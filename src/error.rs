//! Error types.

use thiserror::Error;

/// Error while loading a scaling-list description.
#[derive(Debug, Error)]
#[non_exhaustive]
pub enum ScalingListError {
    /// The scaling-list file could not be read.
    #[error("IO error: {0}")]
    Io(#[from] std::io::Error),

    /// A required section header was not found.
    #[error("missing scaling-list section {0}")]
    MissingSection(String),

    /// A section ended before all of its values were read.
    #[error("section {section} ended after {found} of {expected} values")]
    Truncated {
        /// Section header.
        section: String,
        /// Number of values read.
        found: usize,
        /// Number of values the section must hold.
        expected: usize,
    },

    /// A value could not be parsed as an integer.
    #[error("malformed value {value:?} in section {section}")]
    Malformed {
        /// Section header.
        section: String,
        /// Offending token.
        value: String,
    },

    /// A value lies outside 1..=255.
    #[error("value {value} out of range 1..=255 in section {section}")]
    OutOfRange {
        /// Section header.
        section: String,
        /// Offending value.
        value: i64,
    },
}

/// Error returned by configuration and initialisation entry points.
#[derive(Debug, Error)]
#[non_exhaustive]
pub enum TqError {
    /// The scaling list could not be loaded.
    #[error(transparent)]
    ScalingList(#[from] ScalingListError),

    /// A configuration value is outside its legal range.
    #[error("invalid configuration: {0}")]
    InvalidConfig(String),

    /// No backend is registered for an operation.
    #[error("no implementation available for {0}")]
    NoImplementation(&'static str),

    /// The kernel table was already initialised with different options.
    #[error("strategies already initialised for bitdepth {0}")]
    AlreadyInitialized(u8),
}
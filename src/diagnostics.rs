//! Diagnostics sink for raw wire traffic.
//!
//! The sink is injected per session rather than installed process-wide, so
//! parallel sessions (and tests) never see each other's traffic.

/// Receives one human-readable line per event (sent body, received body).
pub trait Diagnostics: Send {
    fn log(&self, message: &str);
}

impl<F> Diagnostics for F
where
    F: Fn(&str) + Send,
{
    fn log(&self, message: &str) {
        self(message)
    }
}

/// Line emitted through a sink as soon as it is installed.
pub const STARTUP_LINE: &str = "Logging on";

/// Forwards sink lines to `tracing` at debug level under the `bosh::wire`
/// target, so wire dumps can be enabled separately from the rest.
#[derive(Debug, Clone, Copy, Default)]
pub struct TracingDiagnostics;

impl Diagnostics for TracingDiagnostics {
    fn log(&self, message: &str) {
        tracing::debug!(target: "bosh::wire", "{}", message);
    }
}

#[cfg(test)]
mod tests {
    use super::*;
    use std::sync::{Arc, Mutex};

    #[test]
    fn test_closure_is_a_sink() {
        let lines = Arc::new(Mutex::new(Vec::new()));
        let captured = lines.clone();
        let sink = move |m: &str| captured.lock().unwrap().push(m.to_string());
        sink.log("hello");
        Diagnostics::log(&sink, "world");
        assert_eq!(*lines.lock().unwrap(), vec!["hello", "world"]);
    }

    #[test]
    fn test_tracing_sink_without_subscriber_is_silent() {
        TracingDiagnostics.log("nobody listening");
    }
}
//! Construction parameters for a [`Session`](crate::Session).

use std::fmt;
use std::path::Path;

use serde::Deserialize;

use crate::error::Error;

pub const DEFAULT_WAIT: u32 = 60;
pub const DEFAULT_HOLD: u32 = 1;
pub const DEFAULT_WINDOW: u32 = 10;

/// Upper bound (exclusive) of the randomly seeded initial `rid`.
pub const RID_SEED_RANGE: u64 = 1_000_000;

/// Largest `rid` XEP-0124 allows (2^53 - 1).
pub const MAX_RID: u64 = (1 << 53) - 1;

/// Client-proposed tuning. Every field may be omitted in a config file.
#[derive(Debug, Clone, PartialEq, Eq, Deserialize)]
#[serde(default)]
pub struct Options {
    /// Longest time (seconds) the connection manager may hold a request.
    pub wait: u32,
    /// Requests the connection manager may keep waiting at once.
    pub hold: u32,
    pub window: u32,
    /// Initial request id. Random in `0..RID_SEED_RANGE` when unset.
    pub rid: Option<u64>,
}

impl Options {
    /// Reject an initial `rid` outside the range XEP-0124 permits.
    pub fn validate(&self) -> Result<(), Error> {
        match self.rid {
            Some(rid) if rid > MAX_RID => Err(Error::Config(format!(
                "rid {} exceeds the maximum of {}",
                rid, MAX_RID
            ))),
            _ => Ok(()),
        }
    }
}

impl Default for Options {
    fn default() -> Self {
        Self {
            wait: DEFAULT_WAIT,
            hold: DEFAULT_HOLD,
            window: DEFAULT_WINDOW,
            rid: None,
        }
    }
}

/// Who to log in as, and where.
#[derive(Clone, PartialEq, Eq, Deserialize)]
pub struct SessionConfig {
    /// Bare identity, `user@host`.
    pub jid: String,
    pub password: String,
    /// Connection manager URL, e.g. `http://localhost:5280/http-bind`.
    pub endpoint: String,
    #[serde(default)]
    pub options: Options,
}

impl SessionConfig {
    pub fn new(jid: impl Into<String>, password: impl Into<String>, endpoint: impl Into<String>) -> Self {
        Self {
            jid: jid.into(),
            password: password.into(),
            endpoint: endpoint.into(),
            options: Options::default(),
        }
    }

    pub fn with_options(mut self, options: Options) -> Self {
        self.options = options;
        self
    }

    pub fn from_json(json: &str) -> Result<Self, Error> {
        let config: Self = serde_json::from_str(json).map_err(|e| Error::Config(e.to_string()))?;
        config.options.validate()?;
        Ok(config)
    }

    pub fn from_file(path: &Path) -> Result<Self, Error> {
        let json = std::fs::read_to_string(path)
            .map_err(|e| Error::Config(format!("failed to read {}: {}", path.display(), e)))?;
        Self::from_json(&json)
    }
}

impl fmt::Debug for SessionConfig {
    fn fmt(&self, f: &mut fmt::Formatter<'_>) -> fmt::Result {
        f.debug_struct("SessionConfig")
            .field("jid", &self.jid)
            .field("password", &"<redacted>")
            .field("endpoint", &self.endpoint)
            .field("options", &self.options)
            .finish()
    }
}

#[cfg(test)]
mod tests {
    use super::*;

    #[test]
    fn test_default_options() {
        let options = Options::default();
        assert_eq!(options.wait, 60);
        assert_eq!(options.hold, 1);
        assert_eq!(options.window, 10);
        assert_eq!(options.rid, None);
    }

    #[test]
    fn test_from_json_fills_defaults() {
        let config = SessionConfig::from_json(
            r#"{"jid": "me@server.tld", "password": "secret", "endpoint": "http://localhost:5280/http-bind"}"#,
        )
        .unwrap();
        assert_eq!(config.jid, "me@server.tld");
        assert_eq!(config.options, Options::default());
    }

    #[test]
    fn test_from_json_partial_options() {
        let config = SessionConfig::from_json(
            r#"{"jid": "a@b", "password": "p", "endpoint": "http://b/", "options": {"wait": 30, "rid": 5}}"#,
        )
        .unwrap();
        assert_eq!(config.options.wait, 30);
        assert_eq!(config.options.hold, 1);
        assert_eq!(config.options.rid, Some(5));
    }

    #[test]
    fn test_from_json_missing_field_is_config_error() {
        let err = SessionConfig::from_json(r#"{"jid": "a@b"}"#).unwrap_err();
        assert!(matches!(err, Error::Config(_)));
    }

    #[test]
    fn test_rid_above_protocol_maximum_is_rejected() {
        let options = Options {
            rid: Some(MAX_RID + 1),
            ..Options::default()
        };
        assert!(matches!(options.validate(), Err(Error::Config(_))));

        let at_max = Options {
            rid: Some(MAX_RID),
            ..Options::default()
        };
        assert!(at_max.validate().is_ok());

        let json = format!(
            r#"{{"jid": "a@b", "password": "p", "endpoint": "http://b/", "options": {{"rid": {}}}}}"#,
            u64::MAX
        );
        assert!(matches!(SessionConfig::from_json(&json), Err(Error::Config(_))));
    }

    #[test]
    fn test_debug_redacts_password() {
        let config = SessionConfig::new("me@server.tld", "secret", "http://x/");
        let debug = format!("{:?}", config);
        assert!(!debug.contains("secret"));
        assert!(debug.contains("<redacted>"));
    }
}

----

> _Your task_: Where a line above holds the string "lines", copy that line.

> _Output below_:
/// Forwards sink lines to `tracing` at debug level under the `bosh::wire`
        let lines = Arc::new(Mutex::new(Vec::new()));
        let captured = lines.clone();
        assert_eq!(*lines.lock().unwrap(), vec!["hello", "world"]);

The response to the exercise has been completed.